10. I consider that even otherwise, the writ petition is liable to be dismissed. In Herbertsons Ltd. v. The Workmen of Herbertsons Ltd, Supreme Court held:

When a recognized union negotiates with an employer the workers as individuals do not come into the picture. It is not necessary that each individual worker should know the implications of the settlement since a recognized union, which is expected to protect the legitimate interests of labour, enters into a settlement in the best interests of labour. This would be the normal rule. We cannot altogether rule out exceptional case where there may be allegations of mala fide, fraud or even corruption or other inducements. Nothing of that kind has been suggested against the President of the third respondent in this case. That being the position, prima facie, this is a settlement in the course of collective bargaining and, therefore, is entitled to due weight and consideration.(para 18)

It is not possible to scan the settlement in bits and pieces and hold some part good and acceptable and others bad. Unless it can be demonstrated that the objectionable portion is such that it completely outweighs all the other advantages gained the Court will be slow to hold a settlement as unfair and unjust. The settlement has to be accepted or rejected as a whole and we are unable to reject it as a whole as unfair or unjust. Even before this Court the third respondent representing admittedly the large majority of the workmen has stood by this settlement and that is a strong factor which it is difficult to ignore. As stated else where in the judgment, we cannot also be oblivious of the fact that all workmen of the company have accepted the settlement. Besides, the period of settlement has since expired and we are informed that the employer and the third respondent are negotiating another settlement with further improvements. These factors, apart from what has been stated above, and the need for industrial peace and harmony when a union backed by a large majority of workmen has accepted a settlement in the course of collective bargaining have impelled us not to interfere with this settlement. (para 27)
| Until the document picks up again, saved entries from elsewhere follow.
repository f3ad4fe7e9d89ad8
//! Custom Extractors
//!
//! Axum extractors for request parsing.

use axum::{
    extract::{FromRequest, Request},
    Json,
};
use serde::de::DeserializeOwned;
use validator::Validate;

use crate::shared::error::AppError;
use crate::shared::validation::validation_error;

/// JSON body that has been deserialized and validated.
///
/// Malformed bodies and failed presence checks are both answered with 400 in
/// the uniform error format.
#[derive(Debug, Clone)]
pub struct ValidJson<T>(pub T);

impl<S, T> FromRequest<S> for ValidJson<T>
where
    T: DeserializeOwned + Validate,
    S: Send + Sync,
{
    type Rejection = AppError;

    async fn from_request(req: Request, state: &S) -> Result<Self, Self::Rejection> {
        let Json(value) = Json::<T>::from_request(req, state)
            .await
            .map_err(|rejection| AppError::BadRequest(rejection.body_text()))?;

        value.validate().map_err(validation_error)?;
        Ok(ValidJson(value))
    }
}
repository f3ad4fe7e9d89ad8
//! HTTP API
//!
//! Routes, handlers and extractors of the JSON API.

pub mod extractors;
pub mod handlers;
pub mod routes;
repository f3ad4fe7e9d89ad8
//! Presentation Layer
//!
//! HTTP routes, handlers and middleware.

pub mod http;
pub mod middleware;
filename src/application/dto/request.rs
//! Request DTOs
//!
//! Bodies of the non-record endpoints. Record endpoints take the entity types
//! from `domain::entities` directly.

use serde::Deserialize;
use validator::Validate;

use crate::domain::OrderState;

/// Login request
#[derive(Debug, Deserialize, Validate)]
pub struct LoginRequest {
    #[validate(required(message = "is required"), email(message = "Invalid email format"))]
    pub email: Option<String>,

    #[validate(required(message = "is required"), length(min = 1, message = "must not be empty"))]
    pub password: Option<String>,
}

/// Move an order to another lifecycle state
#[derive(Debug, Deserialize, Validate)]
#[serde(rename_all = "camelCase")]
pub struct StateTransitionRequest {
    #[validate(required(message = "is required"))]
    pub state: Option<OrderState>,

    pub notes: Option<String>,

    pub changed_by: Option<String>,
}

/// Send an arbitrary email
#[derive(Debug, Deserialize, Validate)]
pub struct EmailRequest {
    #[validate(required(message = "is required"), email(message = "Invalid email format"))]
    pub to: Option<String>,

    #[validate(required(message = "is required"), length(min = 1, message = "must not be empty"))]
    pub subject: Option<String>,

    #[serde(alias = "content")]
    #[validate(required(message = "is required"), length(min = 1, message = "must not be empty"))]
    pub html: Option<String>,
}
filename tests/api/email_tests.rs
//! Email API Tests

use axum::http::StatusCode;
use serde_json::json;

use crate::common::{json_body, RecordingMailer, TestApp};

#[tokio::test]
async fn test_send_email() {
    let app = TestApp::new().await;

    let response = app
        .post_json(
            "/api/email",
            json!({"to": "ana@example.com", "subject": "Your car is ready", "html": "<p>Come by</p>"}),
        )
        .await;

    assert_eq!(response.status(), StatusCode::OK);
    let json = json_body(response).await;
    assert_eq!(json["message"], "Email sent");
    assert_eq!(json["id"], "test-1");

    let sent = app.mailer.sent.lock();
    assert_eq!(sent[0].to, "ana@example.com");
    assert_eq!(sent[0].html, "<p>Come by</p>");
}

#[tokio::test]
async fn test_send_email_accepts_content_field() {
    let app = TestApp::new().await;

    let response = app
        .post_json(
            "/api/email",
            json!({"to": "ana@example.com", "subject": "Hi", "content": "<p>Hello</p>"}),
        )
        .await;

    assert_eq!(response.status(), StatusCode::OK);
    assert_eq!(app.mailer.sent.lock()[0].html, "<p>Hello</p>");
}

#[tokio::test]
async fn test_send_email_without_recipient() {
    let app = TestApp::new().await;

    let response = app
        .post_json("/api/email", json!({"subject": "Hi", "html": "<p>Hello</p>"}))
        .await;

    assert_eq!(response.status(), StatusCode::BAD_REQUEST);
    assert!(app.mailer.sent.lock().is_empty());
}

#[tokio::test]
async fn test_send_email_provider_failure() {
    let app = TestApp::with_mailer(RecordingMailer {
        fail: true,
        ..Default::default()
    });

    let response = app
        .post_json(
            "/api/email",
            json!({"to": "ana@example.com", "subject": "Hi", "html": "<p>Hello</p>"}),
        )
        .await;

    assert_eq!(response.status(), StatusCode::INTERNAL_SERVER_ERROR);
}
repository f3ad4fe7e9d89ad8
//! In-process document store.
//!
//! Mirrors the semantics of the external document server closely enough to
//! run the whole API without it: string ids assigned on create, equality
//! filters, wholesale replace and shallow-merge patch.

use std::collections::HashMap;

use async_trait::async_trait;
use parking_lot::RwLock;
use serde_json::Value;

use crate::domain::{Collection, DocumentStore, StoreError};
use crate::shared::json::{document_id, scalar_to_string};

/// Document store kept in memory.
#[derive(Default)]
pub struct MemoryDocumentStore {
    collections: RwLock<HashMap<Collection, Vec<Value>>>,
}

impl MemoryDocumentStore {
    pub fn new() -> Self {
        Self::default()
    }

    /// Insert documents as-is, bypassing id assignment. Used to seed fixtures.
    pub fn seed(&self, collection: Collection, docs: impl IntoIterator<Item = Value>) {
        self.collections
            .write()
            .entry(collection)
            .or_default()
            .extend(docs);
    }

    fn matches(doc: &Value, filters: &[(String, String)]) -> bool {
        filters
            .iter()
            // `_sort`, `_page` and friends are server directives, not fields
            .filter(|(key, _)| !key.starts_with('_'))
            .all(|(key, expected)| {
                doc.get(key)
                    .and_then(scalar_to_string)
                    .is_some_and(|actual| &actual == expected)
            })
    }

    fn ensure_object(doc: &Value) -> Result<(), StoreError> {
        if doc.is_object() {
            Ok(())
        } else {
            Err(StoreError::Status {
                status: 400,
                body: "document must be a JSON object".into(),
            })
        }
    }
}

#[async_trait]
impl DocumentStore for MemoryDocumentStore {
    async fn list(&self, collection: Collection, filters: &[(String, String)]) -> Result<Vec<Value>, StoreError> {
        let collections = self.collections.read();
        Ok(collections
            .get(&collection)
            .map(|docs| {
                docs.iter()
                    .filter(|doc| Self::matches(doc, filters))
                    .cloned()
                    .collect()
            })
            .unwrap_or_default())
    }

    async fn get(&self, collection: Collection, id: &str) -> Result<Option<Value>, StoreError> {
        let collections = self.collections.read();
        Ok(collections.get(&collection).and_then(|docs| {
            docs.iter()
                .find(|doc| document_id(doc).as_deref() == Some(id))
                .cloned()
        }))
    }

    async fn create(&self, collection: Collection, mut doc: Value) -> Result<Value, StoreError> {
        Self::ensure_object(&doc)?;

        let id = match document_id(&doc) {
            Some(id) => id,
            None => uuid::Uuid::new_v4().simple().to_string(),
        };
        doc["id"] = Value::String(id.clone());

        let mut collections = self.collections.write();
        let docs = collections.entry(collection).or_default();
        if docs.iter().any(|d| document_id(d).as_deref() == Some(id.as_str())) {
            return Err(StoreError::Status {
                status: 409,
                body: format!("duplicate id {} in {}", id, collection),
            });
        }
        docs.push(doc.clone());
        Ok(doc)
    }

    async fn replace(&self, collection: Collection, id: &str, mut doc: Value) -> Result<Option<Value>, StoreError> {
        Self::ensure_object(&doc)?;
        doc["id"] = Value::String(id.to_string());

        let mut collections = self.collections.write();
        let Some(slot) = collections
            .get_mut(&collection)
            .and_then(|docs| docs.iter_mut().find(|d| document_id(d).as_deref() == Some(id)))
        else {
            return Ok(None);
        };
        *slot = doc.clone();
        Ok(Some(doc))
    }

    async fn patch(&self, collection: Collection, id: &str, partial: Value) -> Result<Option<Value>, StoreError> {
        let Value::Object(fields) = partial else {
            return Err(StoreError::Status {
                status: 400,
                body: "patch must be a JSON object".into(),
            });
        };

        let mut collections = self.collections.write();
        let Some(slot) = collections
            .get_mut(&collection)
            .and_then(|docs| docs.iter_mut().find(|d| document_id(d).as_deref() == Some(id)))
        else {
            return Ok(None);
        };

        if let Value::Object(target) = &mut *slot {
            for (key, value) in fields {
                if key != "id" {
                    target.insert(key, value);
                }
            }
        }
        Ok(Some(slot.clone()))
    }

    async fn delete(&self, collection: Collection, id: &str) -> Result<bool, StoreError> {
        let mut collections = self.collections.write();
        let Some(docs) = collections.get_mut(&collection) else {
            return Ok(false);
        };
        let before = docs.len();
        docs.retain(|d| document_id(d).as_deref() != Some(id));
        Ok(docs.len() != before)
    }

    async fn ping(&self) -> Result<(), StoreError> {
        Ok(())
    }
}
//! Authentication Handlers

use axum::{extract::State, Extension, Json};
use serde_json::Value;

use crate::application::dto::{LoginRequest, LoginResponse};
use crate::application::services::AuthService;
use crate::presentation::http::extractors::ValidJson;
use crate::presentation::middleware::AuthUser;
use crate::shared::error::AppError;
use crate::startup::AppState;

/// Login with credentials
pub async fn login(
    State(state): State<AppState>,
    ValidJson(body): ValidJson<LoginRequest>,
) -> Result<Json<LoginResponse>, AppError> {
    let email = body.email.unwrap_or_default();
    let password = body.password.unwrap_or_default();

    let response = state.auth().login(&email, &password).await?;
    Ok(Json(response))
}

/// Current user, from the bearer token
pub async fn me(
    State(state): State<AppState>,
    Extension(user): Extension<AuthUser>,
) -> Result<Json<Value>, AppError> {
    Ok(Json(state.auth().current_user(&user.user_id).await?))
}
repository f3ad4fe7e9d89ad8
//! Service-order lifecycle states.

use serde::{Deserialize, Serialize};

/// Where a vehicle is in the repair workflow.
///
/// Lifecycle order: reception → quotation → process → quality → completed → delivered.
#[derive(Debug, Clone, Copy, PartialEq, Eq, Hash, PartialOrd, Ord, Serialize, Deserialize, Default)]
#[serde(rename_all = "lowercase")]
pub enum OrderState {
    #[default]
    Reception,
    Quotation,
    Process,
    Quality,
    Completed,
    Delivered,
}

impl OrderState {
    /// All states in lifecycle order.
    pub const ALL: [OrderState; 6] = [
        OrderState::Reception,
        OrderState::Quotation,
        OrderState::Process,
        OrderState::Quality,
        OrderState::Completed,
        OrderState::Delivered,
    ];

    /// Parse the wire representation.
    pub fn parse(s: &str) -> Option<Self> {
        match s.to_lowercase().as_str() {
            "reception" => Some(Self::Reception),
            "quotation" => Some(Self::Quotation),
            "process" => Some(Self::Process),
            "quality" => Some(Self::Quality),
            "completed" => Some(Self::Completed),
            "delivered" => Some(Self::Delivered),
            _ => None,
        }
    }

    /// Wire representation.
    pub fn as_str(&self) -> &'static str {
        match self {
            Self::Reception => "reception",
            Self::Quotation => "quotation",
            Self::Process => "process",
            Self::Quality => "quality",
            Self::Completed => "completed",
            Self::Delivered => "delivered",
        }
    }

    /// Human readable label used in notifications and documents.
    pub fn label(&self) -> &'static str {
        match self {
            Self::Reception => "Received",
            Self::Quotation => "Awaiting quotation approval",
            Self::Process => "In repair",
            Self::Quality => "Quality inspection",
            Self::Completed => "Ready for pickup",
            Self::Delivered => "Delivered",
        }
    }

    /// The state that follows this one, if any.
    pub fn next(&self) -> Option<Self> {
        let index = Self::ALL.iter().position(|s| s == self)?;
        Self::ALL.get(index + 1).copied()
    }

    /// Whether an order may move from `self` to `target` through the
    /// transition endpoint: one step forward, or back from quality to process
    /// when the inspection fails.
    pub fn can_transition_to(&self, target: OrderState) -> bool {
        self.next() == Some(target)
            || (*self == OrderState::Quality && target == OrderState::Process)
    }

    /// No further transitions once the vehicle is handed back.
    pub fn is_terminal(&self) -> bool {
        *self == OrderState::Delivered
    }
}

impl std::fmt::Display for OrderState {
    fn fmt(&self, f: &mut std::fmt::Formatter<'_>) -> std::fmt::Result {
        write!(f, "{}", self.as_str())
    }
}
11. Since it is not pleaded or shown that the settlement arrived at between the management and other unions was unfair and against the interests of workmen nor it is pleaded or shown that the management has taken benefit of weak bargaining power of the workmen, the court should be loath to unsettle the settlement which has been arrived at between the parties,more so, when the settlement has been reached with the active assistance of conciliation officer. Court should discourage the tendency of raising issues by a union which has not participated in arriving at the settlement, despite having notice. The petitioner, if wanted more time to give its response, was free to send its representative before the conciliation officer at the appointed time and ask for more time. Non appearance of the petitioner before the conciliation officer and merely writing a letter shows that the petitioner was not interested in welfare of the workmen and was more interested in promoting its leadership. The previous settlement had expired in the year 1991 and no new settlement had been arrived at between the management and the workmen after that. It was expedient for the union to cooperate in arriving at a settlement beneficial to the workmen. When settlement was being done before the conciliation officer, all objections could have been raised before the conciliation officer.

12. I consider that there is no force in the writ petition. The writ petition is liable to be dismissed. It is hereby dismissed. No orders as to cost.